1. Aspirin in the absence of contraindication in patients with prior MI. (Level of Evidence: A)

2. Beta-blockers as initial therapy in the absence of contraindications in patients with prior MI. (Level of Evidence: B)

3. Lipid-lowering therapy in patients with documented CAD and LDL cholesterol greater than 130 mg/dL, with a target LDL of less than 100 mg/dL. (Level of Evidence: A)

4. ACE inhibitor in patients with CAD who also have diabetes and/or left ventricular systolic dysfunction. (Level of Evidence: A)

Class IIa

1. Aspirin in the absence of contraindications in patients without prior MI. (Level of Evidence: B)

2. Beta-blockers as initial therapy in the absence of contraindications in patients without prior MI. (Level of Evidence: C)

3. Lipid-lowering therapy in patients with documented CAD and LDL cholesterol 100 to 129 mg/dL, with a target LDL of 100 mg/dL. (Level of Evidence: C)

4. ACE inhibitor in all patients with CAD or other vascular disease. (Level of Evidence: B)

”

Alternative therapies for refractory angina

Transmyocardial Revascularization (TMR)

Transmyocardial Revascularization is an alternative procedure for patients with severe [coronary artery disease] who are not a candidate for revascularization via PCI or CABG. This technique is either performed in the operating room (using a carbon dioxide or holmium:YAG laser)known as Laser TMR or by a percutaneous approach with a specialized(holmium:YAG laser) catheter referred as Percutaneous TMR. However, only Laser TMR is currently FDA approved. Another way to perform TMR is through epicardial surgical approach. This can be done alone or in combination with CABG. The goal in both approaches is to create a series of transmural endomyocardial channels through the heart muscle to improve myocardial revascularization. The outside of the heart muscle seals up immediately. In time, as these channels heal, they stimulate the creation of new small vessels or capillaries(angiogenesis). Other mechanism of benefit in TMR is thought to be sympathetic denervation.

Spinal Cord Stimulation(SCS)

SCS uses an implanted device with an electrode tip that extends into the dorsal epidural space, usually at the C7-T1 level. In patients with refractory angina not amenable to coronary revascularization, spinal cord stimulation using specific electrodes inserted into the epidural space uses neuromodulation to reduce painful stimulus.

Several observational studies have reported success rates of up to 80% in decreasing anginal frequency and severity. This method is proposed for patients with chronic stable angina refractory to medical, catheter intervention, and surgical therapy (more data are still needed and therefore, spinal cord stimulation should be only considered when other treatment options have failed).

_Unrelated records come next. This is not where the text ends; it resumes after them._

#[cfg(test)]
mod tests {
    use super::*;
    use tempfile::TempDir;

    async fn row(store: &SqliteStore, address: &str) -> BackendRow {
        store
            .backends()
            .await
            .unwrap()
            .into_iter()
            .find(|r| r.address == address)
            .expect("backend row present")
    }

    #[tokio::test]
    async fn test_claims_survive_reopen() {
        let temp_dir = TempDir::new().unwrap();
        let db_path = temp_dir.path().join("pool.sqlite3");

        {
            let store = SqliteStore::new(&db_path).await.unwrap();
            store.upsert_backend("10.0.0.1", 5).await.unwrap();
            store.assign_static("192.168.1.7", "10.0.0.9").await.unwrap();
            assert!(store.try_claim("10.0.0.1", "192.168.1.20").await.unwrap());
        }

        let store = SqliteStore::new(&db_path).await.unwrap();
        let r = row(&store, "10.0.0.1").await;
        assert_eq!(r.weight, 5);
        assert_eq!(r.client, "192.168.1.20");
        assert_eq!(
            store.static_backend("192.168.1.7").await.unwrap().as_deref(),
            Some("10.0.0.9")
        );
    }

    #[tokio::test]
    async fn test_try_claim_is_conditional() {
        let store = SqliteStore::in_memory().await.unwrap();
        store.upsert_backend("10.0.0.1", 1).await.unwrap();

        assert!(store.try_claim("10.0.0.1", "a").await.unwrap());
        // Same owner again is fine
        assert!(store.try_claim("10.0.0.1", "a").await.unwrap());
        // Someone else is refused and the row is untouched
        assert!(!store.try_claim("10.0.0.1", "b").await.unwrap());
        assert_eq!(row(&store, "10.0.0.1").await.client, "a");
        // Unknown backend
        assert!(!store.try_claim("10.9.9.9", "a").await.unwrap());
    }

    #[tokio::test]
    async fn test_upsert_keeps_existing_claim() {
        let store = SqliteStore::in_memory().await.unwrap();
        store.upsert_backend("10.0.0.1", 1).await.unwrap();
        store.try_claim("10.0.0.1", "a").await.unwrap();

        store.upsert_backend("10.0.0.1", 7).await.unwrap();

        let r = row(&store, "10.0.0.1").await;
        assert_eq!(r.weight, 7);
        assert_eq!(r.client, "a");
    }

    #[tokio::test]
    async fn test_reconcile_marks_then_frees() {
        let store = SqliteStore::in_memory().await.unwrap();
        store.upsert_backend("10.0.0.1", 1).await.unwrap();
        store.upsert_backend("10.0.0.2", 1).await.unwrap();
        store.try_claim("10.0.0.1", "alive").await.unwrap();
        store.try_claim("10.0.0.2", "gone").await.unwrap();

        let live: HashSet<String> = ["alive".to_string()].into_iter().collect();

        let outcome = store.reconcile(&live, 1_000, 10).await.unwrap();
        assert_eq!(outcome, ReconcileOutcome { marked: 1, freed: 0 });
        assert_eq!(row(&store, "10.0.0.2").await.pending_since, Some(1_000));
        assert_eq!(row(&store, "10.0.0.1").await.pending_since, None);

        // Inside the grace window nothing is freed and the mark is not moved
        let outcome = store.reconcile(&live, 1_010, 10).await.unwrap();
        assert_eq!(outcome, ReconcileOutcome::default());
        assert_eq!(row(&store, "10.0.0.2").await.pending_since, Some(1_000));

        let outcome = store.reconcile(&live, 1_011, 10).await.unwrap();
        assert_eq!(outcome.freed, 1);
        let freed = row(&store, "10.0.0.2").await;
        assert!(freed.is_free());
        assert_eq!(row(&store, "10.0.0.1").await.client, "alive");
    }

    #[tokio::test]
    async fn test_pending_row_is_not_claimable_by_others() {
        let store = SqliteStore::in_memory().await.unwrap();
        store.upsert_backend("10.0.0.1", 1).await.unwrap();
        store.try_claim("10.0.0.1", "a").await.unwrap();
        store.reconcile(&HashSet::new(), 100, 10).await.unwrap();

        assert!(store.best_free_backend().await.unwrap().is_none());
        assert!(!store.try_claim("10.0.0.1", "b").await.unwrap());

        // The original owner coming back clears the mark
        assert!(store.try_claim("10.0.0.1", "a").await.unwrap());
        assert_eq!(row(&store, "10.0.0.1").await.pending_since, None);
    }

    #[tokio::test]
    async fn test_remove_rows() {
        let store = SqliteStore::in_memory().await.unwrap();
        store.upsert_backend("10.0.0.1", 1).await.unwrap();
        store.assign_static("c", "10.0.0.1").await.unwrap();

        assert!(store.remove_static("c").await.unwrap());
        assert!(!store.remove_static("c").await.unwrap());
        assert!(store.remove_backend("10.0.0.1").await.unwrap());
        assert!(store.backends().await.unwrap().is_empty());
    }

    #[tokio::test]
    async fn test_clear_claim_of_checks_owner() {
        let store = SqliteStore::in_memory().await.unwrap();
        store.upsert_backend("10.0.0.1", 1).await.unwrap();
        store.try_claim("10.0.0.1", "a").await.unwrap();

        assert!(!store.clear_claim_of("10.0.0.1", "b").await.unwrap());
        assert_eq!(row(&store, "10.0.0.1").await.client, "a");

        assert!(store.clear_claim_of("10.0.0.1", "a").await.unwrap());
        assert!(row(&store, "10.0.0.1").await.is_free());
    }

    #[tokio::test]
    async fn test_rows_with_blank_markers_are_usable() {
        let temp_dir = TempDir::new().unwrap();
        let db_path = temp_dir.path().join("pool.sqlite3");
        let store = SqliteStore::new(&db_path).await.unwrap();

        // Provisioning tools write '' rather than NULL for "no pending release"
        {
            let raw = Connection::open(&db_path).unwrap();
            raw.execute("INSERT INTO pool VALUES ('10.0.0.5', 1, '', '')", [])
                .unwrap();
            raw.execute("INSERT INTO pool VALUES ('10.0.0.6', 1, 'departed', ' ')", [])
                .unwrap();
        }

        let rows = store.backends().await.unwrap();
        assert!(rows[0].is_free());
        assert_eq!(rows[1].client, "departed");
        assert_eq!(rows[1].pending_since, None);

        assert_eq!(store.best_free_backend().await.unwrap().as_deref(), Some("10.0.0.5"));
        assert!(store.try_claim("10.0.0.5", "a").await.unwrap());
        assert!(!store.try_claim("10.0.0.6", "a").await.unwrap());

        let live: HashSet<String> = ["a".to_string()].into_iter().collect();
        let outcome = store.reconcile(&live, 1_000, 10).await.unwrap();
        assert_eq!(outcome, ReconcileOutcome { marked: 1, freed: 0 });
        assert_eq!(row(&store, "10.0.0.6").await.pending_since, Some(1_000));

        let outcome = store.reconcile(&live, 1_011, 10).await.unwrap();
        assert_eq!(outcome.freed, 1);
        assert!(row(&store, "10.0.0.6").await.is_free());
        assert_eq!(row(&store, "10.0.0.5").await.client, "a");
    }
}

Decreases neurotransmission of painful stimuli
Increases release of endogenous opiates
Redistributes myocardial blood flow to ischemic areas

Enhanced External Counter Pulsation (EECP)

Enhanced external counter pulsation (EECP) is another alternative therapy for refractory angina. Most data are from observational studies, which have reported improvement in exercise tolerance and reduction in anginal frequency as well as nitroglycerin use among patients treated with EECP.

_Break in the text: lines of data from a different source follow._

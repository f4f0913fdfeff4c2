//! Configuration management

use std::net::SocketAddr;
use std::path::{Path, PathBuf};
use std::time::Duration;

use serde::{Deserialize, Serialize};
use thiserror::Error;

use crate::pool::PoolConfig;
use crate::session::DEFAULT_BUFFER_SIZE;

#[derive(Debug, Error)]
pub enum ConfigError {
    #[error("IO error: {0}")]
    Io(#[from] std::io::Error),
    #[error("TOML parse error: {0}")]
    Toml(#[from] toml::de::Error),
    #[error("Invalid configuration: {0}")]
    Invalid(String),
}

/// Backend row seeded into the pool at startup
#[derive(Debug, Clone, PartialEq, Eq, Serialize, Deserialize)]
pub struct BackendSeed {
    pub address: String,
    #[serde(default = "default_weight")]
    pub weight: i64,
}

fn default_weight() -> i64 {
    1
}

/// Static client -> backend assignment seeded at startup
#[derive(Debug, Clone, PartialEq, Eq, Serialize, Deserialize)]
pub struct StaticSeed {
    pub client: String,
    pub backend: String,
}

/// Server configuration
#[derive(Debug, Clone, Serialize, Deserialize)]
pub struct ServerConfig {
    pub listen_addr: SocketAddr,
    pub status_addr: Option<SocketAddr>,
    pub http_addr: Option<SocketAddr>,
    pub database_path: PathBuf,
    pub backend_port: u16,
    pub buffer_size: usize,
    pub connect_timeout_secs: u64,
    pub cleanup_interval_secs: u64,
    pub grace_period_secs: u64,
    pub backends: Vec<BackendSeed>,
    pub static_assignments: Vec<StaticSeed>,
}

impl Default for ServerConfig {
    fn default() -> Self {
        Self {
            listen_addr: SocketAddr::from(([0, 0, 0, 0], 3389)),
            status_addr: Some(SocketAddr::from(([0, 0, 0, 0], 3391))),
            http_addr: Some(SocketAddr::from(([127, 0, 0, 1], 9389))),
            database_path: PathBuf::from("db.sqlite3"),
            backend_port: 3389,
            buffer_size: DEFAULT_BUFFER_SIZE,
            connect_timeout_secs: 10,
            cleanup_interval_secs: 3,
            grace_period_secs: 600, // 10 minutes
            backends: Vec::new(),
            static_assignments: Vec::new(),
        }
    }
}

impl ServerConfig {
    /// Load configuration from environment variables, command line, and TOML file
    pub fn load() -> Result<Self, ConfigError> {
        let args: Vec<String> = std::env::args().skip(1).collect();
        Self::load_from(&args)
    }

    /// Same as [`ServerConfig::load`] with explicit arguments (without argv[0]).
    pub fn load_from(args: &[String]) -> Result<Self, ConfigError> {
        let mut config = Self::default();

        config.load_from_env()?;
        config.load_from_args(args)?;

        let config_path = config_path_arg(args).or_else(|| std::env::var("RDP_RELAY_CONFIG").ok());
        if let Some(path) = config_path {
            config.load_from_toml(&path)?;
        }

        config.validate()?;
        Ok(config)
    }

    fn load_from_env(&mut self) -> Result<(), ConfigError> {
        if let Ok(addr) = std::env::var("RDP_RELAY_LISTEN_ADDR") {
            self.listen_addr = parse_addr("listen_addr", &addr)?;
        }

        if let Ok(addr) = std::env::var("RDP_RELAY_STATUS_ADDR") {
            self.status_addr = parse_optional_addr("status_addr", &addr)?;
        }

        if let Ok(addr) = std::env::var("RDP_RELAY_HTTP_ADDR") {
            self.http_addr = parse_optional_addr("http_addr", &addr)?;
        }

        if let Ok(path) = std::env::var("RDP_RELAY_DATABASE_PATH") {
            self.database_path = PathBuf::from(path);
        }

        if let Ok(port) = std::env::var("RDP_RELAY_BACKEND_PORT") {
            self.backend_port = port
                .parse()
                .map_err(|e| ConfigError::Invalid(format!("Invalid backend_port: {}", e)))?;
        }

        Ok(())
    }

    /// Load from command line arguments
    fn load_from_args(&mut self, args: &[String]) -> Result<(), ConfigError> {
        let mut i = 0;
        while i < args.len() {
            let flag = args[i].as_str();
            let takes_value = matches!(
                flag,
                "--listen-addr"
                    | "-l"
                    | "--status-addr"
                    | "--http-addr"
                    | "--database"
                    | "-d"
                    | "--backend-port"
                    | "-p"
                    | "--config"
                    | "-f"
            );
            if !takes_value {
                i += 1;
                continue;
            }

            let value = args
                .get(i + 1)
                .ok_or_else(|| ConfigError::Invalid(format!("{} requires a value", flag)))?;

            match flag {
                "--listen-addr" | "-l" => self.listen_addr = parse_addr("listen_addr", value)?,
                "--status-addr" => self.status_addr = parse_optional_addr("status_addr", value)?,
                "--http-addr" => self.http_addr = parse_optional_addr("http_addr", value)?,
                "--database" | "-d" => self.database_path = PathBuf::from(value),
                "--backend-port" | "-p" => {
                    self.backend_port = value
                        .parse()
                        .map_err(|e| ConfigError::Invalid(format!("Invalid backend_port: {}", e)))?;
                }
                // Config file path - loaded separately
                _ => {}
            }
            i += 2;
        }
        Ok(())
    }

    /// Load from TOML config file
    pub fn load_from_toml(&mut self, path: impl AsRef<Path>) -> Result<(), ConfigError> {
        let content = std::fs::read_to_string(path)?;
        self.merge_toml(&content)
    }

    fn merge_toml(&mut self, content: &str) -> Result<(), ConfigError> {
        let toml_config: toml::Value = toml::from_str(content)?;

        if let Some(addr) = toml_config.get("listen_addr").and_then(|v| v.as_str()) {
            self.listen_addr = parse_addr("listen_addr in TOML", addr)?;
        }

        if let Some(addr) = toml_config.get("status_addr").and_then(|v| v.as_str()) {
            self.status_addr = parse_optional_addr("status_addr in TOML", addr)?;
        }

        if let Some(addr) = toml_config.get("http_addr").and_then(|v| v.as_str()) {
            self.http_addr = parse_optional_addr("http_addr in TOML", addr)?;
        }

        if let Some(path) = toml_config.get("database_path").and_then(|v| v.as_str()) {
            self.database_path = PathBuf::from(path);
        }

        if let Some(port) = toml_config.get("backend_port").and_then(|v| v.as_integer()) {
            self.backend_port = u16::try_from(port)
                .map_err(|_| ConfigError::Invalid(format!("backend_port out of range: {}", port)))?;
        }

        if let Some(size) = toml_config.get("buffer_size").and_then(|v| v.as_integer()) {
            self.buffer_size = size.max(0) as usize;
        }

        if let Some(secs) = toml_config.get("connect_timeout_secs").and_then(|v| v.as_integer()) {
            self.connect_timeout_secs = secs.max(0) as u64;
        }

        if let Some(secs) = toml_config.get("cleanup_interval_secs").and_then(|v| v.as_integer()) {
            self.cleanup_interval_secs = secs.max(0) as u64;
        }

        if let Some(secs) = toml_config.get("grace_period_secs").and_then(|v| v.as_integer()) {
            self.grace_period_secs = secs.max(0) as u64;
        }

        if let Some(backends) = toml_config.get("backends") {
            self.backends = backends.clone().try_into()?;
        }

        if let Some(assignments) = toml_config.get("static_assignments") {
            self.static_assignments = assignments.clone().try_into()?;
        }

        Ok(())
    }

    /// Validate configuration
    pub fn validate(&self) -> Result<(), ConfigError> {
        if self.buffer_size == 0 {
            return Err(ConfigError::Invalid("buffer_size must be > 0".to_string()));
        }

        if self.cleanup_interval_secs == 0 {
            return Err(ConfigError::Invalid("cleanup_interval_secs must be > 0".to_string()));
        }

        if self.backend_port == 0 {
            return Err(ConfigError::Invalid("backend_port must be > 0".to_string()));
        }

        if self.connect_timeout_secs == 0 {
            return Err(ConfigError::Invalid("connect_timeout_secs must be > 0".to_string()));
        }

        if let Some(seed) = self.backends.iter().find(|b| b.address.trim().is_empty()) {
            return Err(ConfigError::Invalid(format!(
                "backend address must not be empty (weight {})",
                seed.weight
            )));
        }

        if let Some(seed) = self
            .static_assignments
            .iter()
            .find(|s| s.client.trim().is_empty() || s.backend.trim().is_empty())
        {
            return Err(ConfigError::Invalid(format!(
                "static assignment needs both client and backend: {:?}",
                seed
            )));
        }

        Ok(())
    }

    pub fn pool_config(&self) -> PoolConfig {
        PoolConfig {
            backend_port: self.backend_port,
            connect_timeout: Duration::from_secs(self.connect_timeout_secs),
            grace_period: Duration::from_secs(self.grace_period_secs),
        }
    }

    pub fn cleanup_interval(&self) -> Duration {
        Duration::from_secs(self.cleanup_interval_secs)
    }
}

fn config_path_arg(args: &[String]) -> Option<String> {
    args.iter()
        .position(|a| a == "--config" || a == "-f")
        .and_then(|i| args.get(i + 1).cloned())
}

fn parse_addr(what: &str, value: &str) -> Result<SocketAddr, ConfigError> {
    value
        .parse()
        .map_err(|e| ConfigError::Invalid(format!("Invalid {}: {}", what, e)))
}

/// `"off"` or an empty string disables an optional listener.
fn parse_optional_addr(what: &str, value: &str) -> Result<Option<SocketAddr>, ConfigError> {
    match value.trim() {
        "" | "off" | "none" => Ok(None),
        v => parse_addr(what, v).map(Some),
    }
}

#[cfg(test)]
mod tests {
    use super::*;
    use tempfile::TempDir;

    fn args(list: &[&str]) -> Vec<String> {
        list.iter().map(|s| s.to_string()).collect()
    }

    #[test]
    fn test_defaults_are_valid() {
        let config = ServerConfig::default();
        config.validate().unwrap();
        assert_eq!(config.listen_addr.port(), 3389);
        assert_eq!(config.status_addr.map(|a| a.port()), Some(3391));
        assert_eq!(config.pool_config().grace_period, Duration::from_secs(600));
        assert_eq!(config.cleanup_interval(), Duration::from_secs(3));
    }

    #[test]
    fn test_command_line_overrides() {
        let mut config = ServerConfig::default();
        config
            .load_from_args(&args(&[
                "-l",
                "127.0.0.1:13389",
                "--status-addr",
                "off",
                "--backend-port",
                "3390",
                "--database",
                "/tmp/pool.db",
                "--verbose",
            ]))
            .unwrap();

        assert_eq!(config.listen_addr, "127.0.0.1:13389".parse().unwrap());
        assert_eq!(config.status_addr, None);
        assert_eq!(config.backend_port, 3390);
        assert_eq!(config.database_path, PathBuf::from("/tmp/pool.db"));
    }

    #[test]
    fn test_missing_flag_value() {
        let mut config = ServerConfig::default();
        let err = config.load_from_args(&args(&["--listen-addr"])).unwrap_err();
        assert!(matches!(err, ConfigError::Invalid(_)));
    }

    #[test]
    fn test_toml_file_with_seeds() {
        let temp_dir = TempDir::new().unwrap();
        let path = temp_dir.path().join("relay.toml");
        std::fs::write(
            &path,
            r#"
            listen_addr = "0.0.0.0:13389"
            grace_period_secs = 30
            cleanup_interval_secs = 1
            http_addr = "off"

            [[backends]]
            address = "10.0.0.1"
            weight = 10

            [[backends]]
            address = "10.0.0.2"

            [[static_assignments]]
            client = "192.168.1.50"
            backend = "10.0.0.2"
            "#,
        )
        .unwrap();

        let config = ServerConfig::load_from(&args(&["--config", path.to_str().unwrap()])).unwrap();
        assert_eq!(config.listen_addr.port(), 13389);
        assert_eq!(config.grace_period_secs, 30);
        assert_eq!(config.http_addr, None);
        assert_eq!(
            config.backends,
            vec![
                BackendSeed { address: "10.0.0.1".to_string(), weight: 10 },
                BackendSeed { address: "10.0.0.2".to_string(), weight: 1 },
            ]
        );
        assert_eq!(config.static_assignments[0].client, "192.168.1.50");
    }

    #[test]
    fn test_validation_rejects_bad_values() {
        let mut config = ServerConfig::default();
        config.buffer_size = 0;
        assert!(config.validate().is_err());

        let mut config = ServerConfig::default();
        config.backends.push(BackendSeed { address: " ".to_string(), weight: 1 });
        assert!(config.validate().is_err());

        let mut config = ServerConfig::default();
        assert!(config.merge_toml("backend_port = 70000").is_err());
    }
}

EECP has been postulated to decrease myocardial oxygen demand, enhance myocardial collateral flow via increased transmyocardial pressure, and improve endothelial function. The therapy is usually administered over 7 weeks consisting of 35 one hour treatments. Possible placebo effect associated with EECP has not been addressed in many studies, which have not included sham controls.

EECP uses three paired pneumatic cuffs that are applied to the lower extremities. The cuffs are sequentially inflated then deflated.

Increases endothelial function
Promotes coronary collateral formation
Decreases peripheral vascular resistance
Increases ventricular function
Placebo effect

ACC / AHA Guidelines- Alternative Therapies for Chronic Stable Angina in Patients Refractory to Medical Therapy Who Are Not Candidates for Percutaneous Intervention or Revascularization (DO NOT EDIT)^[2]

“

Class IIa

1. Surgical laser transmyocardial revascularization (TMR). (Level of Evidence: A)

Class IIb

1. Enhanced external counterpulsation (EECP). (Level of Evidence: B)

2. Spinal cord stimulation (SCS). (Level of Evidence: B)

”

Sources

The ACC/AHA/ACP–ASIM Guidelines for the Management of Patients With Chronic Stable Angina ^[1]

The ACC/AHA 2002 Guideline Update for the Management of Patients With Chronic Stable Angina ^[2]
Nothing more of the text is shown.